No obstante, uno de los mayores inventos de la historia de la calefacción se remonta al siglo XVIII y los inicios de la Revolución Industrial: la estufa de leña, cuyo sistema se asemeja mucho al de las actuales. El fuego del interior y su sistema de regulación del calor permitían calentar las viviendas de forma controlada.
Posteriormente, en 1744, Benjamin Franklin inventó un diseño mejorado conocido como la estufa Franklin, mucho más eficiente. Las estufas eran menos derrochadoras que las chimeneas, ya que el calor se retenía en las paredes del aparato y calentaba el aire interior en lugar de escaparse por el conducto.
No fue hasta principios del siglo XIX cuando se inventó el radiador, el calentador térmico y resurgió la calefacción central. Durante ese siglo se popularizó el uso de calderas y radiadores de vapor de agua caliente en los hogares, algo mucho más cercano a las historias que cuentan las generaciones mayores. A finales de siglo, se empezó a comercializar un horno de acero de bajo coste que empleaba radiadores de hierro fundido, marcando el inicio de una era más confortable.
En el siglo XX, concretamente en 1919, Alice Parker inventó un sistema de calefacción central por corrientes de convección, capaz de llevar el calor a través de conductos internos en los edificios. Veinte años después, con la llegada de la electricidad y el calor eléctrico, el aire caliente llegaba a los hogares en cuestión de minutos, aunque no todos podían permitírselo.
Tras décadas utilizando calderas, hornos de petróleo, fueloil, gasóleo y propano, se dio paso al gas natural y al uso generalizado de la electricidad. Hoy en día predominan sistemas de calefacción sostenibles como las bombas de calor, los radiadores eléctricos, las calderas de biomasa y las instalaciones de aerotermia.

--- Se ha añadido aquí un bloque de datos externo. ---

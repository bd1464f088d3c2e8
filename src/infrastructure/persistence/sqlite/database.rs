//! SQLite Database - 数据库连接和迁移

use sqlx::{sqlite::SqlitePoolOptions, Pool, Sqlite};
use std::path::Path;

/// 数据库连接配置
#[derive(Debug, Clone)]
pub struct DatabaseConfig {
    /// 数据库连接 URL
    pub database_url: String,
    /// 最大连接数
    pub max_connections: u32,
}

impl Default for DatabaseConfig {
    fn default() -> Self {
        Self {
            database_url: "sqlite:./data/voxshare.db?mode=rwc".to_string(),
            max_connections: 5,
        }
    }
}

impl DatabaseConfig {
    pub fn new(path: impl AsRef<Path>) -> Self {
        Self {
            database_url: format!("sqlite:{}?mode=rwc", path.as_ref().display()),
            max_connections: 5,
        }
    }

    pub fn in_memory() -> Self {
        Self {
            database_url: "sqlite::memory:".to_string(),
            max_connections: 1,
        }
    }
}

/// 数据库连接池
pub type DbPool = Pool<Sqlite>;

/// 创建数据库连接池
pub async fn create_pool(config: &DatabaseConfig) -> Result<DbPool, sqlx::Error> {
    let pool = SqlitePoolOptions::new()
        .max_connections(config.max_connections)
        .connect(&config.database_url)
        .await?;

    // 启用 WAL 模式，允许并发读写
    sqlx::query("PRAGMA journal_mode=WAL")
        .execute(&pool)
        .await?;

    // 设置 busy_timeout=5000ms，遇到锁时等待而不是立即失败
    sqlx::query("PRAGMA busy_timeout=5000")
        .execute(&pool)
        .await?;

    // 设置同步模式为 NORMAL（平衡性能和安全性）
    sqlx::query("PRAGMA synchronous=NORMAL")
        .execute(&pool)
        .await?;

    tracing::info!("SQLite pool created with WAL mode and busy_timeout=5000ms");

    Ok(pool)
}

/// 运行数据库迁移
pub async fn run_migrations(pool: &DbPool) -> Result<(), sqlx::Error> {
    // 创建 voice_clones 表
    sqlx::query(
        r#"
        CREATE TABLE IF NOT EXISTS voice_clones (
            id TEXT PRIMARY KEY,
            user_id TEXT NOT NULL,
            provider_voice_id TEXT NOT NULL,
            name TEXT NOT NULL,
            sample_url TEXT NOT NULL,
            sample_key TEXT NOT NULL,
            created_at TEXT NOT NULL
        )
        "#,
    )
    .execute(pool)
    .await?;

    // 创建 audio_files 表
    sqlx::query(
        r#"
        CREATE TABLE IF NOT EXISTS audio_files (
            id TEXT PRIMARY KEY,
            user_id TEXT NOT NULL,
            text TEXT NOT NULL,
            voice_id TEXT NOT NULL,
            voice_name TEXT NOT NULL,
            audio_url TEXT NOT NULL,
            audio_key TEXT NOT NULL,
            format TEXT NOT NULL,
            share_token TEXT UNIQUE,
            created_at TEXT NOT NULL
        )
        "#,
    )
    .execute(pool)
    .await?;

    // 创建索引
    sqlx::query(
        r#"
        CREATE INDEX IF NOT EXISTS idx_voice_clones_user_id
        ON voice_clones(user_id)
        "#,
    )
    .execute(pool)
    .await?;

    sqlx::query(
        r#"
        CREATE INDEX IF NOT EXISTS idx_audio_files_user_id
        ON audio_files(user_id)
        "#,
    )
    .execute(pool)
    .await?;

    sqlx::query(
        r#"
        CREATE INDEX IF NOT EXISTS idx_audio_files_share_token
        ON audio_files(share_token)
        "#,
    )
    .execute(pool)
    .await?;

    tracing::info!("Database migrations completed");
    Ok(())
}
//! Application Ports - 出站端口定义
//!
//! 定义应用层与基础设施层的抽象接口

mod object_storage;
mod repositories;
mod speech_synthesizer;
mod translator;

pub use object_storage::{ObjectStoragePort, StorageError, StoredObject};
pub use repositories::{AudioFileRepositoryPort, RepositoryError, VoiceCloneRepositoryPort};
pub use speech_synthesizer::{
    ProviderVoice, SpeechSynthesizerPort, SynthesisError, VoiceCloneRequest,
};
pub use translator::{TranslationError, TranslatorPort};
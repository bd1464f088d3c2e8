//! Voice Query Handlers

use std::sync::Arc;

use crate::application::error::ApplicationError;
use crate::application::ports::{ProviderVoice, SpeechSynthesizerPort, VoiceCloneRepositoryPort};
use crate::application::queries::{ListAvailableVoices, ListMyVoiceClones};
use crate::domain::voice::VoiceClone;

/// ListAvailableVoices Handler
///
/// 直接透传 TTS 服务端的音色目录
pub struct ListAvailableVoicesHandler {
    synthesizer: Arc<dyn SpeechSynthesizerPort>,
}

impl ListAvailableVoicesHandler {
    pub fn new(synthesizer: Arc<dyn SpeechSynthesizerPort>) -> Self {
        Self { synthesizer }
    }

    pub async fn handle(
        &self,
        _query: ListAvailableVoices,
    ) -> Result<Vec<ProviderVoice>, ApplicationError> {
        Ok(self.synthesizer.list_voices().await?)
    }
}

/// ListMyVoiceClones Handler
pub struct ListMyVoiceClonesHandler {
    voice_repo: Arc<dyn VoiceCloneRepositoryPort>,
}

impl ListMyVoiceClonesHandler {
    pub fn new(voice_repo: Arc<dyn VoiceCloneRepositoryPort>) -> Self {
        Self { voice_repo }
    }

    pub async fn handle(
        &self,
        query: ListMyVoiceClones,
    ) -> Result<Vec<VoiceClone>, ApplicationError> {
        Ok(self.voice_repo.find_by_user(&query.user_id).await?)
    }
}
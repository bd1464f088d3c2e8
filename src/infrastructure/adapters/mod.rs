//! 外部服务适配器

pub mod storage;
pub mod translator;
pub mod tts;
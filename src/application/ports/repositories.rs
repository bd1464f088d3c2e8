//! Repository Ports - 仓储抽象
//!
//! VoiceClone / AudioFile 的持久化接口，SQLite 实现在
//! infrastructure/persistence 层

use async_trait::async_trait;
use thiserror::Error;
use uuid::Uuid;

use crate::domain::audio::AudioFile;
use crate::domain::voice::VoiceClone;

/// 仓储错误
#[derive(Debug, Error)]
pub enum RepositoryError {
    #[error("Database error: {0}")]
    DatabaseError(String),

    #[error("Not found: {0}")]
    NotFound(String),

    #[error("Duplicate: {0}")]
    Duplicate(String),

    #[error("Serialization error: {0}")]
    SerializationError(String),
}

/// VoiceClone Repository Port
#[async_trait]
pub trait VoiceCloneRepositoryPort: Send + Sync {
    async fn save(&self, clone: &VoiceClone) -> Result<(), RepositoryError>;

    async fn find_by_id(&self, id: Uuid) -> Result<Option<VoiceClone>, RepositoryError>;

    /// 按创建时间倒序列出用户的全部克隆音色
    async fn find_by_user(&self, user_id: &str) -> Result<Vec<VoiceClone>, RepositoryError>;

    async fn delete(&self, id: Uuid) -> Result<(), RepositoryError>;
}

/// AudioFile Repository Port
#[async_trait]
pub trait AudioFileRepositoryPort: Send + Sync {
    async fn save(&self, audio: &AudioFile) -> Result<(), RepositoryError>;

    async fn find_by_id(&self, id: Uuid) -> Result<Option<AudioFile>, RepositoryError>;

    /// 按创建时间倒序列出用户的全部生成音频
    async fn find_by_user(&self, user_id: &str) -> Result<Vec<AudioFile>, RepositoryError>;

    async fn find_by_share_token(&self, token: &str)
        -> Result<Option<AudioFile>, RepositoryError>;

    async fn delete(&self, id: Uuid) -> Result<(), RepositoryError>;
}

De esta forma, el siglo XXI trajo consigo una nueva forma de entender la energía. Ya no basta con tenerla: hay que saber de dónde viene. El fuego, aunque domesticado por la tecnología, sigue siendo el mismo deseo ancestral: refugiarse del frío y sentirse a salvo.
Lo que ha cambiado es la conciencia energética. Hoy, el calor no se mide en comodidad, sino en responsabilidad. Ya no basta con encender la caldera: hay que entenderla como parte de un equilibrio mayor. Quizá dentro de unas décadas, cuando los hogares se calienten con energía solar o redes térmicas invisibles, alguien recuerde con extrañeza que hubo un tiempo en que calentar era un lujo y que la chispa tenía un precio. Entonces, el fuego seguirá siendo metáfora y memoria.